2018-08-23 3:49 GMT+08:00 Heiner Kallweit <hkallweit1@xxxxxxxxx>:
> On 22.08.2018 13:44, Thomas Gleixner wrote:
>> On Tue, 21 Aug 2018, Heiner Kallweit wrote:
>>> On 21.08.2018 21:31, David Miller wrote:
>>>> From: Heiner Kallweit <hkallweit1@xxxxxxxxx>
>>>> Date: Mon, 20 Aug 2018 22:46:48 +0200
>>>>
>>>>> I'm in contact with Realtek and according to them few chip versions
>>>>> seem to clear MSI-X table entries on resume from suspend.

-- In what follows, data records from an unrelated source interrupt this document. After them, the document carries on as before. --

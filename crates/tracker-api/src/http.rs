//! HTTP surface
//!
//! Routes, extractors and shared state for the axum server.

use std::collections::HashMap;
use std::sync::Arc;

use axum::async_trait;
use axum::body::Bytes;
use axum::extract::{FromRequestParts, Path, Query, State};
use axum::http::header::AUTHORIZATION;
use axum::http::request::Parts;
use axum::routing::get;
use axum::{Json, Router};
use serde_json::{json, Value};
use tower_http::trace::TraceLayer;
use tracker_auth::jwt::bearer_token;
use tracker_auth::{AuthError, JwtService};
use tracker_model::{Project, User, Workspace};
use tracker_store::{ActorStore, Catalog, CollaborationLedger, QueryParams, ResourceStore};

use crate::controller::RequestContext;
use crate::error::{ApiError, ApiResult};
use crate::registry::{ResolvedRoute, ResourceRegistry};
use crate::response::ApiResponse;

/// Optional format suffix accepted on the last path segment.
const FORMAT_SUFFIX: &str = ".json";

/// State shared by every request.
#[derive(Clone)]
pub struct AppState {
    registry: Arc<ResourceRegistry>,
    actors: Arc<dyn ActorStore>,
    jwt: Arc<JwtService>,
    base_url: Arc<str>,
}

impl AppState {
    /// Serve the standard resources from `store`.
    pub fn new<S>(store: Arc<S>, jwt: JwtService, base_url: impl Into<String>) -> Self
    where
        S: ResourceStore<Project>
            + ResourceStore<Workspace>
            + CollaborationLedger
            + Catalog
            + ActorStore
            + 'static,
    {
        let actors: Arc<dyn ActorStore> = store.clone();
        Self::with_registry(ResourceRegistry::standard(store), actors, jwt, base_url)
    }

    /// Serve the handlers of `registry`, authenticating against `actors`.
    pub fn with_registry(
        registry: ResourceRegistry,
        actors: Arc<dyn ActorStore>,
        jwt: JwtService,
        base_url: impl Into<String>,
    ) -> Self {
        let base_url: String = base_url.into();
        Self {
            registry: Arc::new(registry),
            actors,
            jwt: Arc::new(jwt),
            base_url: Arc::from(base_url.trim_end_matches('/')),
        }
    }

    /// The resource registry.
    pub fn registry(&self) -> &ResourceRegistry {
        &self.registry
    }

    /// Resolve an `Authorization` header value to a registered user.
    pub async fn authenticate(&self, header: &str) -> ApiResult<User> {
        let token = bearer_token(header)?;
        let claims = self.jwt.validate_token(token)?;
        let id = claims
            .user_id()
            .ok_or_else(|| AuthError::InvalidToken("Subject is not a user id".to_string()))?;

        match self.actors.find_user(id).await? {
            Some(user) => Ok(user),
            None => Err(AuthError::UnknownActor.into()),
        }
    }

    fn context(&self, user: &User, route: &Route) -> RequestContext {
        let ctx = RequestContext::new(user.actor(), self.base_url.as_ref());
        match &route.resolved.parent {
            Some(parent) => ctx.nested(parent.clone()),
            None => ctx,
        }
    }
}

/// The authenticated user of a request.
#[derive(Debug, Clone)]
pub struct CurrentActor(pub User);

#[async_trait]
impl FromRequestParts<AppState> for CurrentActor {
    type Rejection = ApiError;

    async fn from_request_parts(parts: &mut Parts, state: &AppState) -> Result<Self, Self::Rejection> {
        let header = parts
            .headers
            .get(AUTHORIZATION)
            .and_then(|value| value.to_str().ok())
            .ok_or(AuthError::MissingCredentials)?;

        state.authenticate(header).await.map(CurrentActor)
    }
}

/// The collection (and member id) a request addresses.
#[derive(Debug, Clone)]
pub struct Route {
    resolved: ResolvedRoute,
    id: Option<String>,
}

impl Route {
    fn id(&self) -> ApiResult<&str> {
        self.id.as_deref().ok_or(ApiError::NotFound)
    }
}

#[async_trait]
impl FromRequestParts<AppState> for Route {
    type Rejection = ApiError;

    async fn from_request_parts(parts: &mut Parts, state: &AppState) -> Result<Self, Self::Rejection> {
        let Path(params) = Path::<HashMap<String, String>>::from_request_parts(parts, state)
            .await
            .map_err(|_| ApiError::NotFound)?;

        let id = params.get("id").map(|id| strip_format(id).to_string());
        let collection = params.get("collection").ok_or(ApiError::NotFound)?;
        let collection = match id {
            Some(_) => collection.as_str(),
            None => strip_format(collection),
        };
        let parent = match (params.get("parent"), params.get("parent_id")) {
            (Some(name), Some(raw_id)) => Some((name.as_str(), raw_id.as_str())),
            _ => None,
        };

        let resolved = state.registry.resolve(collection, parent)?;
        Ok(Route { resolved, id })
    }
}

fn strip_format(segment: &str) -> &str {
    segment.strip_suffix(FORMAT_SUFFIX).unwrap_or(segment)
}

fn parse_body(bytes: &[u8]) -> ApiResult<Value> {
    if bytes.iter().all(u8::is_ascii_whitespace) {
        return Ok(Value::Null);
    }
    serde_json::from_slice(bytes).map_err(|e| ApiError::BadRequest(format!("Invalid JSON body: {}", e)))
}

/// Build the application router.
pub fn router(state: AppState) -> Router {
    Router::new()
        .route("/health", get(health))
        .route("/api/v1/:collection", get(list).post(create))
        .route(
            "/api/v1/:collection/:id",
            get(show).put(update).patch(update).delete(destroy),
        )
        .route("/api/v1/:parent/:parent_id/:collection", get(list).post(create))
        .route(
            "/api/v1/:parent/:parent_id/:collection/:id",
            get(show).put(update).patch(update).delete(destroy),
        )
        .fallback(not_found)
        .layer(TraceLayer::new_for_http())
        .with_state(state)
}

async fn health() -> Json<Value> {
    Json(json!({ "status": "ok", "version": env!("CARGO_PKG_VERSION") }))
}

async fn not_found() -> ApiError {
    ApiError::NotFound
}

async fn list(
    State(state): State<AppState>,
    route: Route,
    CurrentActor(user): CurrentActor,
    Query(params): Query<Vec<(String, String)>>,
) -> ApiResult<ApiResponse> {
    let ctx = state.context(&user, &route);
    route
        .resolved
        .handler
        .list(&ctx, &QueryParams::from_pairs(params))
        .await
}

async fn show(
    State(state): State<AppState>,
    route: Route,
    CurrentActor(user): CurrentActor,
) -> ApiResult<ApiResponse> {
    let ctx = state.context(&user, &route);
    route.resolved.handler.show(&ctx, route.id()?).await
}

async fn create(
    State(state): State<AppState>,
    route: Route,
    CurrentActor(user): CurrentActor,
    body: Bytes,
) -> ApiResult<ApiResponse> {
    let ctx = state.context(&user, &route);
    route.resolved.handler.create(&ctx, parse_body(&body)?).await
}

async fn update(
    State(state): State<AppState>,
    route: Route,
    CurrentActor(user): CurrentActor,
    body: Bytes,
) -> ApiResult<ApiResponse> {
    let ctx = state.context(&user, &route);
    route
        .resolved
        .handler
        .update(&ctx, route.id()?, parse_body(&body)?)
        .await
}

async fn destroy(
    State(state): State<AppState>,
    route: Route,
    CurrentActor(user): CurrentActor,
) -> ApiResult<ApiResponse> {
    let ctx = state.context(&user, &route);
    route.resolved.handler.destroy(&ctx, route.id()?).await
}
//! # Verbs
//!
//! The five operations the API exposes on every registered kind.

use serde::{Deserialize, Serialize};
use std::fmt;

/// Operations that can be performed on a resource collection or member.
#[derive(Debug, Clone, Copy, Serialize, Deserialize, PartialEq, Eq, Hash)]
#[serde(rename_all = "snake_case")]
pub enum Verb {
    /// List the visible members of a collection.
    List,

    /// Show one member.
    Show,

    /// Create a member.
    Create,

    /// Change one member.
    Update,

    /// Delete one member.
    Destroy,
}

impl Verb {
    /// Get the string representation of the verb.
    pub fn as_str(&self) -> &'static str {
        match self {
            Verb::List => "list",
            Verb::Show => "show",
            Verb::Create => "create",
            Verb::Update => "update",
            Verb::Destroy => "destroy",
        }
    }
}

impl fmt::Display for Verb {
    fn fmt(&self, f: &mut fmt::Formatter<'_>) -> fmt::Result {
        f.write_str(self.as_str())
    }
}
use std::sync::Arc;

use tracing_subscriber::EnvFilter;
use tracker_api::{config::ApiConfig, http, jwt_service, seed, AppState, LogFormat};
use tracker_store::MemoryStore;

fn init_tracing(format: LogFormat) {
    let filter = EnvFilter::try_from_default_env().unwrap_or_else(|_| EnvFilter::new("info"));
    match format {
        LogFormat::Json => tracing_subscriber::fmt().json().with_env_filter(filter).init(),
        LogFormat::Pretty => tracing_subscriber::fmt().with_env_filter(filter).init(),
    }
}

#[tokio::main]
async fn main() {
    let config = match ApiConfig::from_env() {
        Ok(cfg) => cfg,
        Err(err) => {
            eprintln!("STARTUP_ERROR {}", err);
            std::process::exit(1);
        }
    };

    init_tracing(config.log_format);

    if config.is_production() {
        if let Err(err) = config.validate_for_production() {
            eprintln!("STARTUP_ERROR {}", err);
            std::process::exit(1);
        }
    } else if config.jwt_secret.is_none() {
        tracing::warn!("TRACKER_JWT_SECRET not set, signing sessions with the development secret");
    }

    let jwt = match jwt_service(&config) {
        Ok(jwt) => jwt,
        Err(err) => {
            eprintln!("STARTUP_ERROR {}", err);
            std::process::exit(1);
        }
    };

    let store = Arc::new(MemoryStore::new());

    if config.seed {
        if let Err(err) = seed::seed_demo(store.as_ref(), &jwt).await {
            eprintln!("STARTUP_ERROR seeding failed: {}", err);
            std::process::exit(1);
        }
    }

    let app = http::router(AppState::new(store, jwt, config.base_url.clone()));

    let listener = match tokio::net::TcpListener::bind(config.bind_addr).await {
        Ok(listener) => listener,
        Err(err) => {
            eprintln!("STARTUP_ERROR failed to bind {}: {}", config.bind_addr, err);
            std::process::exit(1);
        }
    };

    tracing::info!(bind_addr = %config.bind_addr, base_url = %config.base_url, "tracker-api listening");

    if let Err(err) = axum::serve(listener, app).await {
        eprintln!("STARTUP_ERROR server failed: {}", err);
        std::process::exit(1);
    }
}
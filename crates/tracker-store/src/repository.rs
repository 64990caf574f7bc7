//! Resource and actor stores

use async_trait::async_trait;
use tracker_model::{ActorRef, Collaboratable, Collaboration, ResourceRef, User};
use uuid::Uuid;

use crate::error::StoreResult;

/// Store of one collaboratable kind.
///
/// Listing methods return resources in creation order.
#[async_trait]
pub trait ResourceStore<T: Collaboratable>: Send + Sync {
    /// Every stored resource, regardless of who may see it.
    async fn all(&self) -> StoreResult<Vec<T>>;

    /// Resource `id`, regardless of who may see it.
    async fn fetch(&self, id: Uuid) -> StoreResult<Option<T>>;

    /// Resources on which `actor` holds an active collaboration.
    async fn visible_to(&self, actor: &ActorRef) -> StoreResult<Vec<T>>;

    /// Resources nested in `parent`.
    async fn children_of(&self, parent: &ResourceRef) -> StoreResult<Vec<T>>;

    /// Persist a new resource without any collaboration.
    async fn insert(&self, resource: T) -> StoreResult<T>;

    /// Persist a new resource together with its owner collaboration.
    ///
    /// Both records are validated before either is written; on error the
    /// store is unchanged.
    async fn insert_owned(&self, resource: T, owner: Collaboration) -> StoreResult<(T, Collaboration)>;

    /// Replace a stored resource.
    async fn update(&self, resource: T) -> StoreResult<T>;

    /// Delete resource `id` and every collaboration pointing at it.
    ///
    /// # Returns
    ///
    /// `true` if a resource was deleted
    async fn delete(&self, id: Uuid) -> StoreResult<bool>;
}

/// Store of actors.
#[async_trait]
pub trait ActorStore: Send + Sync {
    /// Persist a new user.
    async fn insert_user(&self, user: User) -> StoreResult<User>;

    /// User `id`, if registered.
    async fn find_user(&self, id: Uuid) -> StoreResult<Option<User>>;

    /// User registered under `email` (case-insensitive).
    async fn find_user_by_email(&self, email: &str) -> StoreResult<Option<User>>;

    /// Delete user `id` and every collaboration they hold.
    async fn delete_user(&self, id: Uuid) -> StoreResult<bool>;
}

/// Kind-erased existence checks.
#[async_trait]
pub trait Catalog: Send + Sync {
    /// Check if the referenced resource exists.
    async fn exists(&self, resource: &ResourceRef) -> StoreResult<bool>;
}
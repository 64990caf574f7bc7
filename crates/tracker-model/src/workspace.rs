//! Workspace domain model

use chrono::{DateTime, Utc};
use serde::{Deserialize, Serialize};
use uuid::Uuid;

use crate::collaboratable::Collaboratable;
use crate::kind::{ResourceKind, ResourceRef};
use crate::validation::{is_blank, Attributes, FieldValue, ValidationErrors, BLANK};

/// A named workspace grouping projects.
///
/// # Examples
///
/// ```
/// use tracker_model::{Collaboratable, Workspace};
///
/// let workspace = Workspace::new("Platform");
/// assert_eq!(workspace.name, "Platform");
/// assert!(workspace.validate().is_ok());
/// assert!(Workspace::new("").validate().is_err());
/// ```
#[derive(Debug, Clone, PartialEq, Eq, Serialize, Deserialize)]
pub struct Workspace {
    /// Unique identifier for the workspace
    pub id: Uuid,

    /// Workspace name (required)
    pub name: String,

    /// When the workspace was created
    pub created_at: DateTime<Utc>,

    /// When the workspace was last updated
    pub updated_at: DateTime<Utc>,
}

impl Workspace {
    /// Creates a new workspace. The name is not validated here.
    pub fn new(name: impl Into<String>) -> Self {
        let now = Utc::now();
        Self {
            id: Uuid::now_v7(),
            name: name.into(),
            created_at: now,
            updated_at: now,
        }
    }
}

impl Collaboratable for Workspace {
    const KIND: ResourceKind = ResourceKind::Workspace;

    fn id(&self) -> Uuid {
        self.id
    }

    fn build(attributes: &Attributes, _parent: Option<ResourceRef>) -> Result<Self, ValidationErrors> {
        let mut errors = ValidationErrors::new();
        let name = FieldValue::read(attributes, "name", &mut errors)
            .present()
            .unwrap_or_default();
        let workspace = Workspace::new(name);

        if let Err(invalid) = workspace.validate() {
            errors.merge(invalid);
        }
        errors.into_result()?;
        Ok(workspace)
    }

    fn apply(&mut self, attributes: &Attributes) -> Result<(), ValidationErrors> {
        let mut errors = ValidationErrors::new();
        match FieldValue::read(attributes, "name", &mut errors) {
            FieldValue::Absent => {}
            FieldValue::Null => self.name.clear(),
            FieldValue::Text(name) => self.name = name,
        }
        errors.into_result()?;
        self.validate()?;
        self.updated_at = Utc::now();
        Ok(())
    }

    fn attribute(&self, field: &str) -> Option<&str> {
        match field {
            "name" => Some(&self.name),
            _ => None,
        }
    }

    fn validate(&self) -> Result<(), ValidationErrors> {
        let mut errors = ValidationErrors::new();
        if is_blank(&self.name) {
            errors.add("name", BLANK);
        }
        errors.into_result()
    }
}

Checking
>>>>> with them how this could be fixed / worked around.
>>>>> Worst case we may have to disable MSI-X in general.
>>>>
>>>> I worry that if the chip does this, and somehow MSI-X is enabled and
>>>> an interrupt is generated, the chip will write to the cleared out
>>>> MSI-X address. This will either write garbage into memory or cause
>>>> a bus error and require PCI error recovery.
>>>>
>>>> It also looks like your test patch doesn't fix things for people who
>>>> have tested it.
>>>>
>>> The test patch was based on the first info from Realtek which made me
>>> think that the base address of the MSI-X table is cleared, what
>>> obviously is not the case.
>>>
>>> After some further tests it seems that the solution isn't as simple
>>> as storing the MSI-X table entries on suspend and restore them on
>>> resume. On my system (where MSI-X works fine) MSI-X table entries
>>> on resume are partially different from the ones on suspend.
>>
>> Which is not a surprise. Please don't try to fiddle with that at the driver
>> level. The irq and PCI core code are the ones in charge and if you'd
>> restore at the wrong point then hell breaks lose.
>>
> Instead of spending a lot of effort on a workaround which may not be
> acceptable, it may be better to fall back to MSI on all affected chip
> versions. For two chip versions which were reported to have this issues
> we're doing this already. I asked Realtek whether they have an overview
> which chip versions are affected, let's see ..
>
> The Realtek chips provide an alternative, register-based way to access
> the MSI-X table, and their Windows driver seems to use it. See here:
> https://patchwork.kernel.org/patch/4149171/
>
> But as we handle all MSI-X basics in the PCI core, this isn't an option.
>
>
>> Can you please do the following:

Tested on ASUS X441AUR equipped with RTL8106e.
This is the laptop whose ethernet does not come back after resume, if
it does not fallback to MSI.

Here is the full dmesg:
https://gist.github.com/starnight/e65a97c9bf2d558926895ab76974687e

>> 1) Store the PCI config space at suspend time

Before suspend:

dev@endless:~$ sudo lspci -xnnvvs 02:00.0
02:00.0 Ethernet controller [0200]: Realtek Semiconductor Co., Ltd.
RTL8101/2/6E PCI Express Fast/Gigabit Ethernet controller [10ec:8136]
(rev 07)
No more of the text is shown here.